Epic: Unreal Cluster Node — implementation plan applying Rapier learnings #124

@martinjms

Description

@martinjms

Type: epic / implementation plan. Concrete how-to-build for the Unreal Cluster Node, the second concrete physics backend named in #8. Applies architectural learnings from the Rapier integration (#117 / #118 / #123) and the unified-entity / terrain model decisions captured in docs/architecture/entity-model.md.

Quick Summary

  • 🟡 Status: ready to design + build. Architectural prerequisites are landed (Rapier proves the multi-backend pattern; entity model and terrain epics are documented).
  • Goal: an Unreal Dedicated Server running Chaos physics as an Arcane cluster — wire-compatible with Rust clusters, drop-in for the same cluster_runner protocol, zero extra cluster-imposed limitations vs. local Unreal/Chaos.
  • Default integration shape (from #8 §"Integration shapes" Batching: replication and SpacetimeDB writes per tick/snapshot #2): Unreal-native. Chaos stays inside the UE process; UE talks Arcane wire format directly to Redis + WS clients + Manager. No Rust/UE FFI for the hot path.
  • Reuses the Rapier-validated patterns: unified entity model (no separate Structure concept), composition (cluster wraps a user-provided game-logic interface), per-entity hooks for body kind / collider / material / sensor / groups, one-tick contact-event delay, wire-format-driven replication.

Why This Matters

Unreal is the modal AAA multiplayer engine.
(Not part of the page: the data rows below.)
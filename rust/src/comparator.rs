//! Key ordering for the tree.
//!
//! The tree never compares keys directly; every comparison goes through a
//! [`KeyComparator`] supplied at construction. The comparator must be a
//! strict weak ordering. Two keys are treated as the same key when neither is
//! less than the other. A comparator that breaks this contract leaves the
//! tree's shape and search results undefined.

use std::fmt;

/// A strict weak ordering over keys of type `K`.
pub trait KeyComparator<K: ?Sized> {
    /// Returns true if `a` orders strictly before `b`.
    fn less(&self, a: &K, b: &K) -> bool;

    /// Returns true if neither key orders before the other.
    fn equivalent(&self, a: &K, b: &K) -> bool {
        !self.less(a, b) && !self.less(b, a)
    }
}

/// Orders keys by their `Ord` implementation.
#[derive(Debug, Clone, Copy, Default, PartialEq, Eq)]
pub struct NaturalOrder;

impl<K: Ord + ?Sized> KeyComparator<K> for NaturalOrder {
    #[inline]
    fn less(&self, a: &K, b: &K) -> bool {
        a < b
    }
}

/// Orders byte strings lexicographically; a proper prefix sorts first.
///
/// Combined with [`crate::encode_u64_be`] this orders integer keys
/// numerically.
#[derive(Debug, Clone, Copy, Default, PartialEq, Eq)]
pub struct BytewiseComparator;

impl<K: AsRef<[u8]> + ?Sized> KeyComparator<K> for BytewiseComparator {
    #[inline]
    fn less(&self, a: &K, b: &K) -> bool {
        a.as_ref() < b.as_ref()
    }
}

/// Adapts a `less`-style closure into a comparator.
///
/// ```
/// use cbtree::{ConcurrentBTree, FnComparator};
///
/// let reversed = FnComparator(|a: &u32, b: &u32| b < a);
/// let tree = ConcurrentBTree::with_comparator(8, reversed).unwrap();
/// tree.put(1, "one");
/// assert_eq!(tree.get(&1), Some("one"));
/// ```
#[derive(Clone, Copy)]
pub struct FnComparator<F>(pub F);

impl<K: ?Sized, F> KeyComparator<K> for FnComparator<F>
where
    F: Fn(&K, &K) -> bool,
{
    #[inline]
    fn less(&self, a: &K, b: &K) -> bool {
        (self.0)(a, b)
    }
}

impl<F> fmt::Debug for FnComparator<F> {
    fn fmt(&self, f: &mut fmt::Formatter<'_>) -> fmt::Result {
        f.debug_struct("FnComparator").finish_non_exhaustive()
    }
}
Studios using Unreal want Chaos-on-Chaos parity between client and server because anything else means reconciliation drift, predicted-vs-confirmed visual jitter, and weeks of engineering pain to compensate. A Rapier-based cluster is great for ambient / mid-tier entities and Rust-engine games; an Unreal cluster is the path to player-tier entities in Unreal-engine games.

Without an Unreal Cluster Node:

  • Unreal studios cannot put player-tier entities (combat-grade physics) on Arcane at all — they default back to single-process Unreal Dedicated Servers and inherit the player-count ceiling Arcane was built to break.
  • The heterogeneous-tier vision in #33 is incomplete — there's no engine-parity tier for Unreal games.
  • "Arcane works for any engine" remains a claim, not a fact.

Architectural decisions (locked in by the Rapier work and the per-engine API discipline)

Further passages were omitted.